··· INFORMATION SUPPLIED
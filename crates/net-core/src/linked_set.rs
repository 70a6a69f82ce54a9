//! Ordered collections with convergence targets
//!
//! Used for addresses, bridge/bond ports and bridge VLANs. Every mutation
//! through [`LinkedSet::add`] or [`LinkedSet::remove`] re-checks the target,
//! so a commit waiting for "ports == {2, 3}" wakes as soon as the event
//! reader applies the last port notification.

use std::collections::BTreeSet;
use std::hash::Hash;

use indexmap::IndexMap;
use serde::{Serialize, Serializer};

use crate::target::{ConvergenceTarget, TargetWaiter};
use crate::types::{AddrExtras, AddrKey, VlanInfo};

/// Interface addresses with their optional attributes
pub type IpAddrSet = LinkedSet<AddrKey, AddrExtras>;
/// Port indices of a bridge or bond
pub type PortSet = LinkedSet<u32>;
/// Bridge VLANs by id
pub type VlanSet = LinkedSet<u16, VlanInfo>;

#[derive(Debug)]
pub struct LinkedSet<K, V = ()> {
    members: IndexMap<K, V>,
    target: ConvergenceTarget<BTreeSet<K>>,
}

impl<K, V> Default for LinkedSet<K, V> {
    fn default() -> Self {
        Self {
            members: IndexMap::new(),
            target: ConvergenceTarget::new(),
        }
    }
}

/// Cloning copies the members only; the copy starts with a fresh target.
impl<K: Clone, V: Clone> Clone for LinkedSet<K, V> {
    fn clone(&self) -> Self {
        Self {
            members: self.members.clone(),
            target: ConvergenceTarget::new(),
        }
    }
}

impl<K, V> LinkedSet<K, V>
where
    K: Ord + Hash + Clone,
    V: Clone,
{
    pub fn new() -> Self {
        Self::default()
    }

    /// Insert or update a member, then re-check the target
    pub fn add(&mut self, key: K, payload: V) {
        self.members.insert(key, payload);
        self.check_target();
    }

    /// Remove a member, then re-check the target
    pub fn remove(&mut self, key: &K) -> Option<V> {
        let removed = self.members.shift_remove(key);
        self.check_target();
        removed
    }

    /// Remove a member without touching the target
    pub fn unlink(&mut self, key: &K) -> Option<V> {
        self.members.shift_remove(key)
    }

    pub fn contains(&self, key: &K) -> bool {
        self.members.contains_key(key)
    }

    pub fn get(&self, key: &K) -> Option<&V> {
        self.members.get(key)
    }

    pub fn len(&self) -> usize {
        self.members.len()
    }

    pub fn is_empty(&self) -> bool {
        self.members.is_empty()
    }

    pub fn keys(&self) -> impl Iterator<Item = &K> {
        self.members.keys()
    }

    pub fn iter(&self) -> impl Iterator<Item = (&K, &V)> {
        self.members.iter()
    }

    pub fn key_set(&self) -> BTreeSet<K> {
        self.members.keys().cloned().collect()
    }

    /// Members of `self` that are not in `other`
    pub fn difference(&self, other: &Self) -> BTreeSet<K> {
        self.members
            .keys()
            .filter(|key| !other.contains(key))
            .cloned()
            .collect()
    }

    /// Expect the membership to become exactly `goal`
    pub fn set_target(&mut self, goal: BTreeSet<K>) -> TargetWaiter {
        let current = self.key_set();
        self.target.set_target(goal, &current)
    }

    pub fn clear_target(&mut self) {
        self.target.clear();
    }

    pub fn target(&self) -> Option<&BTreeSet<K>> {
        self.target.goal()
    }

    pub fn target_reached(&self) -> bool {
        self.target.is_set()
    }

    pub fn waiter(&self) -> TargetWaiter {
        self.target.waiter()
    }

    fn check_target(&self) {
        let members = &self.members;
        self.target.check(|goal| {
            goal.len() == members.len() && goal.iter().all(|key| members.contains_key(key))
        });
    }
}

impl<K, V> Serialize for LinkedSet<K, V>
where
    K: Serialize,
{
    fn serialize<S: Serializer>(&self, serializer: S) -> Result<S::Ok, S::Error> {
        serializer.collect_seq(self.members.keys())
    }
}

#[cfg(test)]
mod tests {
    use super::*;
    use std::time::Duration;

    #[tokio::test]
    async fn test_target_reached_on_add() {
        let mut ports = PortSet::new();
        ports.add(2, ());
        let waiter = ports.set_target([2, 3].into_iter().collect());
        assert!(!waiter.is_set());

        ports.add(3, ());
        assert!(ports.target_reached());
        assert!(waiter.wait(Duration::from_millis(10)).await);
    }

    #[test]
    fn test_unlink_skips_target() {
        let mut ports = PortSet::new();
        ports.add(2, ());
        ports.add(3, ());
        ports.set_target([2].into_iter().collect());

        ports.unlink(&3);
        assert!(!ports.target_reached());
        ports.remove(&4);
        assert!(ports.target_reached());
    }

    #[test]
    fn test_clone_drops_target() {
        let mut addrs = IpAddrSet::new();
        let key: AddrKey = "10.0.0.1/24".parse().unwrap();
        addrs.add(key, AddrExtras::default());
        addrs.set_target(BTreeSet::new());

        let copy = addrs.clone();
        assert!(copy.contains(&key));
        assert!(copy.target().is_none());
        assert_eq!(addrs.difference(&IpAddrSet::new()), [key].into_iter().collect());
    }

    #[test]
    fn test_insertion_order() {
        let mut vlans = VlanSet::new();
        vlans.add(20, VlanInfo::new(20));
        vlans.add(10, VlanInfo::new(10));
        vlans.remove(&20);
        vlans.add(30, VlanInfo::new(30));
        assert_eq!(vlans.keys().copied().collect::<Vec<_>>(), vec![10, 30]);
        assert_eq!(serde_json::to_string(&vlans).unwrap(), "[10,30]");
    }
}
······
WHAT THE EXERCISE ASKS> Within the data, count the lines that hold the word "addresses". Answer with the figure and nothing more.

EXERCISE SOLUTION> 2